On this admission, it was fairly routine for the family. Almost instantly, without any tests or consults yet, they had labeled her ill with pneumonia or UTI again. Good assumption, but as I saw the patient in her room while being turned, her entire back and sacral regions were covered with keratoses. I wasn’t the only one surprised, as this was the first time her son had this too. I asked her nurses and they told me the lesions were there when they started taking care of her 5 years ago.

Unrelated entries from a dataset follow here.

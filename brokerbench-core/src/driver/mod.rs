// SPDX-License-Identifier: Apache-2.0
// Copyright 2025 Ankit Kumar Pandey

//! Benchmark drivers.
//!
//! A driver adapts one broker family to the uniform lifecycle used by the
//! harness: provision destinations, hand out producers and consumers, and
//! tear everything down. Drivers only exist initialized; [`initialize`]
//! connects and returns the driver picked by [`DriverConfig::driver`].

pub mod amqp;
pub mod kafka;

use std::path::Path;
use std::sync::Arc;

use async_trait::async_trait;

pub use amqp::AmqpDriver;
pub use kafka::KafkaDriver;

use crate::client::{BrokerConnection, BrokerConnector, SubscribeSpec, TopicSpec};
use crate::config::{ConfigLoader, DriverConfig, Properties};
use crate::consumer::{BenchmarkConsumer, ConsumerCallback, DeliveryConsumer};
use crate::error::{ClientError, ConfigError, DriverError, DriverResult};
use crate::producer::BenchmarkProducer;
use crate::registry::ConsumerRegistry;
use crate::types::{AckMode, DriverKind};

/// Uniform lifecycle over one broker.
#[async_trait]
pub trait BenchmarkDriver: Send + Sync {
    fn kind(&self) -> DriverKind;

    /// Prefix the harness puts in front of generated destination names.
    fn topic_name_prefix(&self) -> &'static str;

    /// Provision `topic` with `partitions` shards. Succeeds if the topic
    /// already exists.
    async fn create_topic(&self, topic: &str, partitions: u32) -> DriverResult<()>;

    /// Producer bound to `topic` over the driver's shared connection.
    fn create_producer(&self, topic: &str) -> DriverResult<Box<dyn BenchmarkProducer>>;

    /// Subscribe `subscription` to `topic` and push every delivery into
    /// `callback`. The consumer is tracked and closed with the driver.
    async fn create_consumer(
        &self,
        topic: &str,
        subscription: &str,
        callback: Arc<dyn ConsumerCallback>,
    ) -> DriverResult<Arc<dyn BenchmarkConsumer>>;

    /// Release every connection and consumer. Calling it again is a no-op.
    async fn close(&self) -> DriverResult<()>;
}

/// Connect the driver selected by `config`.
pub async fn initialize(
    config: DriverConfig,
    connector: Arc<dyn BrokerConnector>,
) -> DriverResult<Box<dyn BenchmarkDriver>> {
    tracing::info!(
        driver = config.driver.name(),
        endpoints = %config.endpoint_strings().join(","),
        "Initializing driver"
    );

    let driver: Box<dyn BenchmarkDriver> = match config.driver {
        DriverKind::Kafka => Box::new(KafkaDriver::connect(config, connector).await?),
        DriverKind::Amqp => Box::new(AmqpDriver::connect(config, connector).await?),
    };

    Ok(driver)
}

/// Load a configuration file and connect the driver it selects.
pub async fn initialize_from_file(
    path: impl AsRef<Path>,
    connector: Arc<dyn BrokerConnector>,
) -> DriverResult<Box<dyn BenchmarkDriver>> {
    let config = ConfigLoader::load_file(path)?;
    initialize(config, connector).await
}

pub(crate) async fn connect(
    connector: &dyn BrokerConnector,
    endpoints: &[String],
    properties: &Properties,
    role: &'static str,
) -> DriverResult<Arc<dyn BrokerConnection>> {
    if endpoints.is_empty() {
        return Err(ConfigError::MissingRequiredField { field: "endpoints" }.into());
    }

    let connection = connector
        .connect(endpoints, properties)
        .await
        .map_err(|source| DriverError::Connection {
            endpoints: endpoints.join(","),
            role,
            source,
        })?;

    tracing::debug!(role, connection = %connection.id(), "Connection established");
    Ok(connection)
}

/// Run topic creation under the configured deadline.
pub(crate) async fn provision(
    connection: &dyn BrokerConnection,
    spec: TopicSpec,
    timeout: std::time::Duration,
) -> DriverResult<()> {
    let result = match tokio::time::timeout(timeout, connection.create_topic(&spec)).await {
        Ok(result) => result,
        Err(_) => Err(ClientError::Timeout {
            operation: "create_topic",
            timeout_ms: timeout.as_millis() as u64,
        }),
    };

    match result {
        Ok(()) => {
            tracing::info!(
                topic = %spec.name,
                partitions = spec.partitions,
                replication_factor = spec.replication_factor,
                "Topic created"
            );
            Ok(())
        }
        Err(ClientError::TopicAlreadyExists { .. }) => {
            tracing::info!(topic = %spec.name, "Topic already exists");
            Ok(())
        }
        Err(source) => Err(DriverError::Admin {
            topic: spec.name,
            source,
        }),
    }
}

/// Everything needed to open one consumer connection.
pub(crate) struct ConsumerRequest<'a> {
    pub endpoints: &'a [String],
    pub properties: &'a Properties,
    pub topic: &'a str,
    pub subscription: &'a str,
    pub group: String,
    pub ack_mode: AckMode,
    pub buffer: usize,
}

/// Open a dedicated connection, subscribe, start delivery and register the
/// handle. A connection whose subscription fails is closed before returning.
pub(crate) async fn open_consumer(
    connector: &dyn BrokerConnector,
    registry: &ConsumerRegistry,
    request: ConsumerRequest<'_>,
    callback: Arc<dyn ConsumerCallback>,
) -> DriverResult<Arc<dyn BenchmarkConsumer>> {
    let connection = connect(connector, request.endpoints, request.properties, "consumer").await?;

    let spec = SubscribeSpec {
        topic: request.topic.to_string(),
        group: request.group,
        ack_mode: request.ack_mode,
        buffer: request.buffer,
    };

    let subscription = match connection.subscribe(&spec).await {
        Ok(subscription) => subscription,
        Err(source) => {
            if let Err(e) = connection.close().await {
                tracing::warn!(
                    connection = %connection.id(),
                    error = %e,
                    "Failed to close consumer connection after subscribe error"
                );
            }
            return Err(DriverError::Subscription {
                topic: request.topic.to_string(),
                subscription: request.subscription.to_string(),
                source,
            });
        }
    };

    let consumer: Arc<dyn BenchmarkConsumer> = Arc::new(DeliveryConsumer::start(
        request.topic,
        request.subscription,
        connection,
        subscription,
        callback,
        request.ack_mode,
    ));
    // The driver may have closed while this consumer was subscribing.
    if let Err(e) = registry.register(Arc::clone(&consumer)) {
        if let Err(close_error) = consumer.close().await {
            tracing::warn!(
                topic = %request.topic,
                subscription = %request.subscription,
                error = %close_error,
                "Failed to close consumer created during driver close"
            );
        }
        return Err(e);
    }

    tracing::info!(
        topic = %request.topic,
        subscription = %request.subscription,
        group = %spec.group,
        "Consumer created"
    );

    Ok(consumer)
}

/// Close a driver-owned connection, logging instead of failing.
pub(crate) async fn release(connection: &dyn BrokerConnection, role: &'static str) {
    match connection.close().await {
        Ok(()) => tracing::debug!(role, connection = %connection.id(), "Connection closed"),
        Err(ClientError::AlreadyClosed) => {
            tracing::warn!(role, connection = %connection.id(), "Connection already closed");
        }
        Err(e) => {
            tracing::warn!(role, connection = %connection.id(), error = %e, "Failed to close connection");
        }
    }
}

/// Close every registered consumer, logging the outcome.
pub(crate) async fn release_consumers(registry: &ConsumerRegistry) {
    let report = registry.close_all().await;
    if report.failed > 0 {
        tracing::warn!(
            closed = report.closed,
            failed = report.failed,
            "Some consumers failed to close"
        );
    } else if report.closed > 0 {
        tracing::debug!(closed = report.closed, "Consumers closed");
    }
}
// SPDX-License-Identifier: Apache-2.0
// Copyright 2025 Ankit Kumar Pandey

//! Consumer handles with push-based delivery.
//!
//! A consumer is a passive registration: the client pushes records into the
//! subscription channel and a dedicated task hands each one to the callback.
//! Callbacks run on runtime worker threads, never on the caller's task.

use std::sync::atomic::{AtomicBool, Ordering};
use std::sync::{Arc, Mutex, PoisonError};

use async_trait::async_trait;
use tokio::task::JoinHandle;

use crate::client::{BrokerConnection, Subscription};
use crate::error::{ClientError, DriverError, DriverResult};
use crate::types::AckMode;

/// Receives every delivered message.
///
/// Must be cheap: a callback that blocks stalls its own consumer's delivery
/// (and, through the bounded channel, that subscription at the broker).
pub trait ConsumerCallback: Send + Sync + 'static {
    fn message_received(&self, payload: &[u8], publish_timestamp_ms: i64);
}

impl<F> ConsumerCallback for F
where
    F: Fn(&[u8], i64) + Send + Sync + 'static,
{
    fn message_received(&self, payload: &[u8], publish_timestamp_ms: i64) {
        self(payload, publish_timestamp_ms)
    }
}

/// A subscription handle created by a driver.
#[async_trait]
pub trait BenchmarkConsumer: Send + Sync {
    fn topic(&self) -> &str;

    fn subscription(&self) -> &str;

    /// Stop delivery and release the connection. Closing an already closed
    /// consumer succeeds.
    async fn close(&self) -> DriverResult<()>;
}

/// Consumer owning a dedicated connection and its delivery task.
pub struct DeliveryConsumer {
    topic: String,
    subscription: String,
    connection: Arc<dyn BrokerConnection>,
    delivery: Mutex<Option<JoinHandle<()>>>,
    closed: AtomicBool,
}

impl DeliveryConsumer {
    /// Start delivering `subscription` to `callback`. Must be called inside
    /// a tokio runtime.
    pub fn start(
        topic: impl Into<String>,
        subscription_name: impl Into<String>,
        connection: Arc<dyn BrokerConnection>,
        subscription: Subscription,
        callback: Arc<dyn ConsumerCallback>,
        ack_mode: AckMode,
    ) -> Self {
        let topic = topic.into();
        let subscription_name = subscription_name.into();

        let delivery = tokio::spawn(delivery_loop(
            topic.clone(),
            Arc::clone(&connection),
            subscription,
            callback,
            ack_mode,
        ));

        Self {
            topic,
            subscription: subscription_name,
            connection,
            delivery: Mutex::new(Some(delivery)),
            closed: AtomicBool::new(false),
        }
    }

    pub fn is_closed(&self) -> bool {
        self.closed.load(Ordering::Acquire)
    }
}

#[async_trait]
impl BenchmarkConsumer for DeliveryConsumer {
    fn topic(&self) -> &str {
        &self.topic
    }

    fn subscription(&self) -> &str {
        &self.subscription
    }

    async fn close(&self) -> DriverResult<()> {
        if self.closed.swap(true, Ordering::AcqRel) {
            return Ok(());
        }

        let delivery = self
            .delivery
            .lock()
            .unwrap_or_else(PoisonError::into_inner)
            .take();
        if let Some(delivery) = delivery {
            delivery.abort();
        }

        match self.connection.close().await {
            Ok(()) => Ok(()),
            Err(ClientError::AlreadyClosed) => {
                tracing::warn!(
                    topic = %self.topic,
                    subscription = %self.subscription,
                    connection = %self.connection.id(),
                    "Consumer connection already closed"
                );
                Ok(())
            }
            Err(source) => Err(DriverError::Close {
                resource: format!("consumer '{}' on '{}'", self.subscription, self.topic),
                source,
            }),
        }
    }
}

async fn delivery_loop(
    topic: String,
    connection: Arc<dyn BrokerConnection>,
    mut subscription: Subscription,
    callback: Arc<dyn ConsumerCallback>,
    ack_mode: AckMode,
) {
    while let Some(message) = subscription.messages.recv().await {
        callback.message_received(&message.payload, message.timestamp_ms);

        if ack_mode == AckMode::Explicit {
            match connection.acknowledge(&message.tag).await {
                Ok(()) => {}
                Err(ClientError::AlreadyClosed) => break,
                Err(e) => {
                    tracing::warn!(
                        topic = %topic,
                        partition = message.partition,
                        offset = message.offset,
                        error = %e,
                        "Acknowledge failed"
                    );
                }
            }
        }
    }

    tracing::debug!(topic = %topic, subscription = subscription.id, "Delivery loop finished");
}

Dermatology is not my strength but I saw a similar lesion before from a lecture in medschool on cancer (because the one who gave the lecture was my favorite consultant – ever). I had to look for my old lectures and found it similar to Leser Trelat. But in my review of her medical history, she was never worked up for any malignancy. This is the first time I have ever seen this lesion, so I suggested workup for any possible signs of cancer. Since she was in the hospital for loose stools and anorexia, I started in the gut. Whole Abdominal CT scan would later reveal a mass in the colon. But since the patient is elderly (89 years old), her family did not want to do colonoscopy / biopsy anymore.